What to work on:
What you return must match the listing below word for word.

Input data:

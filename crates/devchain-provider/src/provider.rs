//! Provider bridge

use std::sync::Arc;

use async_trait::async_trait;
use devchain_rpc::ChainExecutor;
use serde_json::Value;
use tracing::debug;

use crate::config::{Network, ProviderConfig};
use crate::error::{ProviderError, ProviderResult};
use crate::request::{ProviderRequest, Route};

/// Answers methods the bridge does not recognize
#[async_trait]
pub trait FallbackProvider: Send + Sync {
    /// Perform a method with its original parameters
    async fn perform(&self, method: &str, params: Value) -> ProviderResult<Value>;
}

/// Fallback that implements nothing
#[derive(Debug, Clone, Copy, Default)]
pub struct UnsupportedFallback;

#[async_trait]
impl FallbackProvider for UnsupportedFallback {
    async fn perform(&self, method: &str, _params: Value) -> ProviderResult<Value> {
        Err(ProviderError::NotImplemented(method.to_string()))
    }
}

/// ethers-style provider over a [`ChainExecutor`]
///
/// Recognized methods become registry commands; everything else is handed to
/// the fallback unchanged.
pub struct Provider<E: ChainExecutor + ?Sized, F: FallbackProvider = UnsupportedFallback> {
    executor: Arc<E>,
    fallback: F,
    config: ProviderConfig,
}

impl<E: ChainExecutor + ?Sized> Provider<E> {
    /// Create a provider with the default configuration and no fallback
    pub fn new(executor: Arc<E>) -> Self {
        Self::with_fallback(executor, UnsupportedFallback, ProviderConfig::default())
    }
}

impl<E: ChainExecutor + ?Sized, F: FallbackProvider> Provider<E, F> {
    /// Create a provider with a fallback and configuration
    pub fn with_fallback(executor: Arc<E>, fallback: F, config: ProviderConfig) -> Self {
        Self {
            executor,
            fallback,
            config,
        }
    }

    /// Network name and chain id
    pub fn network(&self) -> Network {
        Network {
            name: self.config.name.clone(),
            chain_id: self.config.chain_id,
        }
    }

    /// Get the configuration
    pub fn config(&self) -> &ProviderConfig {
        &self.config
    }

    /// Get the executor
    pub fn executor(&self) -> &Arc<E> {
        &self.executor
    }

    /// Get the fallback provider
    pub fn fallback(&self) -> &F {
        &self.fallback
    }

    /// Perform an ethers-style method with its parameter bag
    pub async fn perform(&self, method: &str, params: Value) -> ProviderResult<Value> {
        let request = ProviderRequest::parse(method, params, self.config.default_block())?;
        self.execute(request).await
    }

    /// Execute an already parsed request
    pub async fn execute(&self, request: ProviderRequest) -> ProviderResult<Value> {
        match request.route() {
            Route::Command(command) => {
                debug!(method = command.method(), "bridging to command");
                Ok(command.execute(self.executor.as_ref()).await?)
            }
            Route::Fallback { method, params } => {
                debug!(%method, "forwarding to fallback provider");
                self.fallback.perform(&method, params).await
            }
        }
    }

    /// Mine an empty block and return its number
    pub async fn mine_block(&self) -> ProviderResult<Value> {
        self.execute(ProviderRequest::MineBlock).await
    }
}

Exercise solution:
filename crates/devchain-provider/src/provider.rs
//! Provider bridge

use std::sync::Arc;

use async_trait::async_trait;
use devchain_rpc::ChainExecutor;
use serde_json::Value;
use tracing::debug;

use crate::config::{Network, ProviderConfig};
use crate::error::{ProviderError, ProviderResult};
use crate::request::{ProviderRequest, Route};

/// Answers methods the bridge does not recognize
#[async_trait]
pub trait FallbackProvider: Send + Sync {
    /// Perform a method with its original parameters
    async fn perform(&self, method: &str, params: Value) -> ProviderResult<Value>;
}

/// Fallback that implements nothing
#[derive(Debug, Clone, Copy, Default)]
pub struct UnsupportedFallback;

#[async_trait]
impl FallbackProvider for UnsupportedFallback {
    async fn perform(&self, method: &str, _params: Value) -> ProviderResult<Value> {
        Err(ProviderError::NotImplemented(method.to_string()))
    }
}

/// ethers-style provider over a [`ChainExecutor`]
///
/// Recognized methods become registry commands; everything else is handed to
/// the fallback unchanged.
pub struct Provider<E: ChainExecutor + ?Sized, F: FallbackProvider = UnsupportedFallback> {
    executor: Arc<E>,
    fallback: F,
    config: ProviderConfig,
}

impl<E: ChainExecutor + ?Sized> Provider<E> {
    /// Create a provider with the default configuration and no fallback
    pub fn new(executor: Arc<E>) -> Self {
        Self::with_fallback(executor, UnsupportedFallback, ProviderConfig::default())
    }
}

impl<E: ChainExecutor + ?Sized, F: FallbackProvider> Provider<E, F> {
    /// Create a provider with a fallback and configuration
    pub fn with_fallback(executor: Arc<E>, fallback: F, config: ProviderConfig) -> Self {
        Self {
            executor,
            fallback,
            config,
        }
    }

    /// Network name and chain id
    pub fn network(&self) -> Network {
        Network {
            name: self.config.name.clone(),
            chain_id: self.config.chain_id,
        }
    }

    /// Get the configuration
    pub fn config(&self) -> &ProviderConfig {
        &self.config
    }

    /// Get the executor
    pub fn executor(&self) -> &Arc<E> {
        &self.executor
    }

    /// Get the fallback provider
    pub fn fallback(&self) -> &F {
        &self.fallback
    }

    /// Perform an ethers-style method with its parameter bag
    pub async fn perform(&self, method: &str, params: Value) -> ProviderResult<Value> {
        let request = ProviderRequest::parse(method, params, self.config.default_block())?;
        self.execute(request).await
    }

    /// Execute an already parsed request
    pub async fn execute(&self, request: ProviderRequest) -> ProviderResult<Value> {
        match request.route() {
            Route::Command(command) => {
                debug!(method = command.method(), "bridging to command");
                Ok(command.execute(self.executor.as_ref()).await?)
            }
            Route::Fallback { method, params } => {
                debug!(%method, "forwarding to fallback provider");
                self.fallback.perform(&method, params).await
            }
        }
    }

    /// Mine an empty block and return its number
    pub async fn mine_block(&self) -> ProviderResult<Value> {
        self.execute(ProviderRequest::MineBlock).await
    }
}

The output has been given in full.